= Beginning of Section =

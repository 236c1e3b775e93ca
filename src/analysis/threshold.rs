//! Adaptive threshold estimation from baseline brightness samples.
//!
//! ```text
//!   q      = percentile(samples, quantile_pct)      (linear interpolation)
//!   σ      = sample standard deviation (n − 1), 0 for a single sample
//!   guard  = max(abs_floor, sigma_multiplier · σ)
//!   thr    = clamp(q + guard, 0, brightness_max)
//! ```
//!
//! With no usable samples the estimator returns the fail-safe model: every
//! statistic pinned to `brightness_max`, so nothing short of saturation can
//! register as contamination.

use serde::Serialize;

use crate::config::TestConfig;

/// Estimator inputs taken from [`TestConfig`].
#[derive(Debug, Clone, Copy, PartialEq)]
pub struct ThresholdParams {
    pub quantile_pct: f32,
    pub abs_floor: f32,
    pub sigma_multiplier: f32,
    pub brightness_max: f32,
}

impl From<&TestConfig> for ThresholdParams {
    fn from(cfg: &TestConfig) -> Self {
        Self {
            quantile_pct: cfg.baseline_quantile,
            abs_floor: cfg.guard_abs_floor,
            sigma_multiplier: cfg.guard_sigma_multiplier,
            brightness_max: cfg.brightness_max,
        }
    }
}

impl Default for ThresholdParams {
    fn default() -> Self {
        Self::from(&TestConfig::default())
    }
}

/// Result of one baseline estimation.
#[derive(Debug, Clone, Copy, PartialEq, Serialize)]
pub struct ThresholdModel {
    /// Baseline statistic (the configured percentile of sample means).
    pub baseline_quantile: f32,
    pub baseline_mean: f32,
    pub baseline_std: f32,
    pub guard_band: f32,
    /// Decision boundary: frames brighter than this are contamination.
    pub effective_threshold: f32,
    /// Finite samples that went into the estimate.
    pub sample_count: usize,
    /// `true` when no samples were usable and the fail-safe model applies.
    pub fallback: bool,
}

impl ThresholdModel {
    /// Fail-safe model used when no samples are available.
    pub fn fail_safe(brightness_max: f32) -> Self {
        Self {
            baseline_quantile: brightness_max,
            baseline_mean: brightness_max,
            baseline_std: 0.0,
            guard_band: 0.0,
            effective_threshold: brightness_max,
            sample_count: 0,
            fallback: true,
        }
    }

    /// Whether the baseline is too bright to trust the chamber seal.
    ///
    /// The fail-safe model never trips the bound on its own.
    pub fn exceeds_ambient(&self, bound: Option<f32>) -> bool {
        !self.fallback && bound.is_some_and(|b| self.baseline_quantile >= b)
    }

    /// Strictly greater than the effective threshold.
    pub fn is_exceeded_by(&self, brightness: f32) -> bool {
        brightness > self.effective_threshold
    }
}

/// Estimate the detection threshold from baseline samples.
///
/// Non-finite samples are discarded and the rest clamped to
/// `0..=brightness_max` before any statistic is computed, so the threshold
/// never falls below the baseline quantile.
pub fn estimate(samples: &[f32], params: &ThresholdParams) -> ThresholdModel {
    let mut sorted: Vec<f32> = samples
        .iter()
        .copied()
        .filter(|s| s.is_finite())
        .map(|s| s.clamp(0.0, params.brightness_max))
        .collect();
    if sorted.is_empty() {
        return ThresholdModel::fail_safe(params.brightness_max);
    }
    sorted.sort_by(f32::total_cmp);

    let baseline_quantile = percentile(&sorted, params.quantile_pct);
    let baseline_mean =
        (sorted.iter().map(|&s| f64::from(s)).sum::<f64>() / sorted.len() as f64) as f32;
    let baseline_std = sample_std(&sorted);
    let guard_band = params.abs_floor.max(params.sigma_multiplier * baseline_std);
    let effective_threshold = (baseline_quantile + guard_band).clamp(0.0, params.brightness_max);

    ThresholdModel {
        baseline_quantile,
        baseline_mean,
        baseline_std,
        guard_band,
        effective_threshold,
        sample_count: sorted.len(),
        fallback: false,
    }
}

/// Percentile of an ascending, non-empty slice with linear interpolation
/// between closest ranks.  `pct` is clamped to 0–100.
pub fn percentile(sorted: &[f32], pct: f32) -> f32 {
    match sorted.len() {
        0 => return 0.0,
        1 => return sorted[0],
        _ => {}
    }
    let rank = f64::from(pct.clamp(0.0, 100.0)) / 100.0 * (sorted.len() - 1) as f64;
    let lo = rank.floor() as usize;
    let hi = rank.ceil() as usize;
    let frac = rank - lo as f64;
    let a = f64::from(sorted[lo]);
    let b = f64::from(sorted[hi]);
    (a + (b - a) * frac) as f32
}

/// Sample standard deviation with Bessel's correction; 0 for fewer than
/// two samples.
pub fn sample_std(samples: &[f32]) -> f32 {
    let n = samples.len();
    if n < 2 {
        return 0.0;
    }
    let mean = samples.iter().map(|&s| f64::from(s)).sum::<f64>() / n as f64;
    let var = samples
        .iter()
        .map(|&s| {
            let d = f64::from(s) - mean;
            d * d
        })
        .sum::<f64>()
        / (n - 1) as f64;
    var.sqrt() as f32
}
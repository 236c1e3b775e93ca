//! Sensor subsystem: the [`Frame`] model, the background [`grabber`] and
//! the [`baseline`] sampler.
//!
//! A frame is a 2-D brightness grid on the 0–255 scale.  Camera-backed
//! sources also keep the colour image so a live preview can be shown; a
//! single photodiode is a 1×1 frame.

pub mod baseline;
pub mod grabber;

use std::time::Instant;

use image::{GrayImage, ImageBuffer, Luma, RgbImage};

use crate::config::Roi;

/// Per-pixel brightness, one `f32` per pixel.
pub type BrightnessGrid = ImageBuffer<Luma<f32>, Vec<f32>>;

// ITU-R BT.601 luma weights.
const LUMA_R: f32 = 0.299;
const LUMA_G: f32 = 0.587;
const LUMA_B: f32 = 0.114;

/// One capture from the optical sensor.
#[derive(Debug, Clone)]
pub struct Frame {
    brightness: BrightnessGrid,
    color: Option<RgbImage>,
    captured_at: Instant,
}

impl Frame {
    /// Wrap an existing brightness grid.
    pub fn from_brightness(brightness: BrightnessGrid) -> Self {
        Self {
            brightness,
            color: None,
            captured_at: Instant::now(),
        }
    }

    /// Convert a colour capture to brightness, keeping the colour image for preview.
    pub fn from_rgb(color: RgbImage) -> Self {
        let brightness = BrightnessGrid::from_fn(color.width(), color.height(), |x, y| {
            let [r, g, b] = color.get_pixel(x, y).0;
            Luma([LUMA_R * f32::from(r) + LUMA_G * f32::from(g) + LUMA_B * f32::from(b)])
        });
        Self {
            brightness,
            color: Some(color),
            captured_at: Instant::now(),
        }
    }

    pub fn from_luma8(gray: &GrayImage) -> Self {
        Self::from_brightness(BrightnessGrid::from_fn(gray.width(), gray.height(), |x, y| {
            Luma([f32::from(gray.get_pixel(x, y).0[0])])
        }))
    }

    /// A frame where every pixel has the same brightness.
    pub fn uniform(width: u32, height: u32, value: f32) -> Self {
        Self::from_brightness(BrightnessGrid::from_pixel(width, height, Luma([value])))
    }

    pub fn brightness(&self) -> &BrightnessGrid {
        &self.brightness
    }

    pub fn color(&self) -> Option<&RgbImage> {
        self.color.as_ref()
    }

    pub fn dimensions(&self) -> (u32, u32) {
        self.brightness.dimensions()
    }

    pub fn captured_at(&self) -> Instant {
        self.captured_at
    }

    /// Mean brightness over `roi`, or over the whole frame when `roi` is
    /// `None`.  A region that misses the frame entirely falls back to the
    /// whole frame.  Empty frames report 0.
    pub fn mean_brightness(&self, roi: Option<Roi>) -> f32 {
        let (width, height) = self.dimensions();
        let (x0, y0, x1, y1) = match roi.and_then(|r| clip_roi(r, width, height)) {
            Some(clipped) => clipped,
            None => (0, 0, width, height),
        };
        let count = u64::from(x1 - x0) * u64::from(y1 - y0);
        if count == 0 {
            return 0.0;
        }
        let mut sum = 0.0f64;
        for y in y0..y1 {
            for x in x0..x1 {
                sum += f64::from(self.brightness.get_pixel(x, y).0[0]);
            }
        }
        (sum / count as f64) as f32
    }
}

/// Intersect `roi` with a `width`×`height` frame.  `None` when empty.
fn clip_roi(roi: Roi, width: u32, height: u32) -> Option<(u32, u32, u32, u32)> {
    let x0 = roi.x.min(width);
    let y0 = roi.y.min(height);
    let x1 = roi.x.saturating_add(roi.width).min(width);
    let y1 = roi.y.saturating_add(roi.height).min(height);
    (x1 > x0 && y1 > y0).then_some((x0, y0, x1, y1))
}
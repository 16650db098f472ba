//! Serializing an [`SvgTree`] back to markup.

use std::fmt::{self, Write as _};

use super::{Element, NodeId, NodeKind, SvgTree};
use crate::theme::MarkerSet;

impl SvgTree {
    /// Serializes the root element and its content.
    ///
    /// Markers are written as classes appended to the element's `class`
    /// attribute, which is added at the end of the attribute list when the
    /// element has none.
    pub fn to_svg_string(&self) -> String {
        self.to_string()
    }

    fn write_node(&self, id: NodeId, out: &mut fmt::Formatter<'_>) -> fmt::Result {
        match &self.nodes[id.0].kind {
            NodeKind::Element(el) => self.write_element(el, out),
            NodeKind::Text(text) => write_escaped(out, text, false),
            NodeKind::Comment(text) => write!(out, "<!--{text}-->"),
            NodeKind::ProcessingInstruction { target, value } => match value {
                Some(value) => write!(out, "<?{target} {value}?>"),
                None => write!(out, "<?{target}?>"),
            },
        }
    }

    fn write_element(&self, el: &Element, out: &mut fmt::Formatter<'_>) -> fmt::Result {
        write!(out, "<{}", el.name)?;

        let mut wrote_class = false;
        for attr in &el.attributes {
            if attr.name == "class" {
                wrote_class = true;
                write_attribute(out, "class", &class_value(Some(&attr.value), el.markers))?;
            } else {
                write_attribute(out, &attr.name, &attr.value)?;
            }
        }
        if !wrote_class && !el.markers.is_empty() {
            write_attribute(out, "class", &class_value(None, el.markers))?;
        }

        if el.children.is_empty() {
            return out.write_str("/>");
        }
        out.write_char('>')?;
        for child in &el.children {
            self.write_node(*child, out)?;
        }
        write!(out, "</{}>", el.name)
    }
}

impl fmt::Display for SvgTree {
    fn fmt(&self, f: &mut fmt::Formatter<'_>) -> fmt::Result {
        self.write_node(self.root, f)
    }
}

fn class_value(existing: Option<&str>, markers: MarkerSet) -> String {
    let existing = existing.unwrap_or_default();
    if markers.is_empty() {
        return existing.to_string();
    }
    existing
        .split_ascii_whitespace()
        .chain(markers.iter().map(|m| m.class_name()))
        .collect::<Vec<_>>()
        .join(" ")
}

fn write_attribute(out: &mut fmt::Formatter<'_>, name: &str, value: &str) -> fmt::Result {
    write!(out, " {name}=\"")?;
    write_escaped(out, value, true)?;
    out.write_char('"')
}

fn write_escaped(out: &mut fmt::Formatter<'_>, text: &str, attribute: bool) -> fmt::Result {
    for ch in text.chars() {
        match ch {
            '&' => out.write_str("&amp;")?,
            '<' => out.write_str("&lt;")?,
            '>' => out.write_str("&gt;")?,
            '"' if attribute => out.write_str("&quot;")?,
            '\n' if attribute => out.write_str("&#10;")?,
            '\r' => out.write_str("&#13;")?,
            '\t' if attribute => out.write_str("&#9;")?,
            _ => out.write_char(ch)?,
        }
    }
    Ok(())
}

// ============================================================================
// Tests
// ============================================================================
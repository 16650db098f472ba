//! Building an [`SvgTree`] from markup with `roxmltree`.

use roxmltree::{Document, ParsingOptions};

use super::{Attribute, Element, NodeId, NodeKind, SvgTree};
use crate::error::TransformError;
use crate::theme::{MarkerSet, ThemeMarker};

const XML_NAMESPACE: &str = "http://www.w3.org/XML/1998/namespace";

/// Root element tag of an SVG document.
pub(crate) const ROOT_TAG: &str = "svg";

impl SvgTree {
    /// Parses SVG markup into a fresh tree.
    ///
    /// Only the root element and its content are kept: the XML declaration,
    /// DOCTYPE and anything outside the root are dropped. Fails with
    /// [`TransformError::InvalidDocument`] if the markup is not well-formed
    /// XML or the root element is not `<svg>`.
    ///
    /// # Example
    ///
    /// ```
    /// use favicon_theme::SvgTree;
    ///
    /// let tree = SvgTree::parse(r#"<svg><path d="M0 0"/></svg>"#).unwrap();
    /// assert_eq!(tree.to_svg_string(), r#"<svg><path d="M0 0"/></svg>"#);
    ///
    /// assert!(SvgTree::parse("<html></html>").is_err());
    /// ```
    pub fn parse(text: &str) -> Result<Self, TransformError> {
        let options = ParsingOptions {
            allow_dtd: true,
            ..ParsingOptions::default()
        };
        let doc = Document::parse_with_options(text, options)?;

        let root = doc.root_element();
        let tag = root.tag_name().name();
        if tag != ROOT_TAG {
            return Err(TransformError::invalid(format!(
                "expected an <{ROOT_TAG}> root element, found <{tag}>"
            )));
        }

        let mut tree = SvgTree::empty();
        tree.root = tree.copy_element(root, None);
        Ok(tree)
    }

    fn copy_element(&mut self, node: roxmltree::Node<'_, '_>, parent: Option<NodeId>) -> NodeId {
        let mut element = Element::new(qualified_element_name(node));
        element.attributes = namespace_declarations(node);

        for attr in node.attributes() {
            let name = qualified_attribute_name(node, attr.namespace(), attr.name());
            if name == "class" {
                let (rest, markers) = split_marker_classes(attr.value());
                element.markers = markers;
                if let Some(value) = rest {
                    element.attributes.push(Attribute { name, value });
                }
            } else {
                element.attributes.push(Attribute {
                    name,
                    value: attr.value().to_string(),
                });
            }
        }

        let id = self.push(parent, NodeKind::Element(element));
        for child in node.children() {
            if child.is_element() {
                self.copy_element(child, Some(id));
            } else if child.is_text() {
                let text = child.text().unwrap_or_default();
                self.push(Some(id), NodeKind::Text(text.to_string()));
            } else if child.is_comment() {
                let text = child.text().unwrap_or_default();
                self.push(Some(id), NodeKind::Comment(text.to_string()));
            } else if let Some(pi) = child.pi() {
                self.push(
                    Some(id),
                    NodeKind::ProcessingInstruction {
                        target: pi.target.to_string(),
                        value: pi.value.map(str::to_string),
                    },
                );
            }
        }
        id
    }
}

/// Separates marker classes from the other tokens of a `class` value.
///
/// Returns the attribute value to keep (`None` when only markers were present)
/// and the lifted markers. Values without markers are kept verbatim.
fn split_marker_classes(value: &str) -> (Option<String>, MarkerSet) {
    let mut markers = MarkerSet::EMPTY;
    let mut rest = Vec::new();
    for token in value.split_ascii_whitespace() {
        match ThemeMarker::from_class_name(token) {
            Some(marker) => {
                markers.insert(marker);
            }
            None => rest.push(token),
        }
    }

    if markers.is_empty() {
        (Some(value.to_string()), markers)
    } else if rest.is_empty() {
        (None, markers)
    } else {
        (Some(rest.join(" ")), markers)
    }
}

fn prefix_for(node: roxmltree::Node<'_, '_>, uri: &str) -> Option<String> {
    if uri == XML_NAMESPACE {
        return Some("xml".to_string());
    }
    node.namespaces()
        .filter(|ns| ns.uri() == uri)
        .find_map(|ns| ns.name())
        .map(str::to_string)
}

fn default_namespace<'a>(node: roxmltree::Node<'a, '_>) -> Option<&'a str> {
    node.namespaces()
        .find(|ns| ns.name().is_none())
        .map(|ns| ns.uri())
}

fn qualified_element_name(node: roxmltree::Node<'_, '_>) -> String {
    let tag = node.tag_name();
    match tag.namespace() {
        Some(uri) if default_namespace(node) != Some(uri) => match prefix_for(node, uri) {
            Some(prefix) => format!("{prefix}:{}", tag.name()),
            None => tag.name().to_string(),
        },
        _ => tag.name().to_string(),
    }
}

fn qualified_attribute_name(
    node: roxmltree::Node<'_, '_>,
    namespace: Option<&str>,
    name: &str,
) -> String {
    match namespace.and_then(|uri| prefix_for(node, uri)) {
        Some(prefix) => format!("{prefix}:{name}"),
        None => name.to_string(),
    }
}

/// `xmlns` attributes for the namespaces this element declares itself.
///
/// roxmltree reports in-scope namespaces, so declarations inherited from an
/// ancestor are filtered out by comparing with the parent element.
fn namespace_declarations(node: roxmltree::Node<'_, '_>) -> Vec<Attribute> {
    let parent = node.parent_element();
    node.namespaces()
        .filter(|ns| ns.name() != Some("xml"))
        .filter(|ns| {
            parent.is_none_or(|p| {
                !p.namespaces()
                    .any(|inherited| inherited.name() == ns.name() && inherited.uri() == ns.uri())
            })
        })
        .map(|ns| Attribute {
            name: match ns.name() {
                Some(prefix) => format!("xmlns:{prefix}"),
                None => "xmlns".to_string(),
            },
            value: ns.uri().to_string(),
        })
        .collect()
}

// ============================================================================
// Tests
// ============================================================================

= End of Section =

## Problem details
Wherever the string "RgbImage" appears in the entries above, list that line.

## Result of the exercise
use image::{GrayImage, ImageBuffer, Luma, RgbImage};
    color: Option<RgbImage>,
    pub fn from_rgb(color: RgbImage) -> Self {
    pub fn color(&self) -> Option<&RgbImage> {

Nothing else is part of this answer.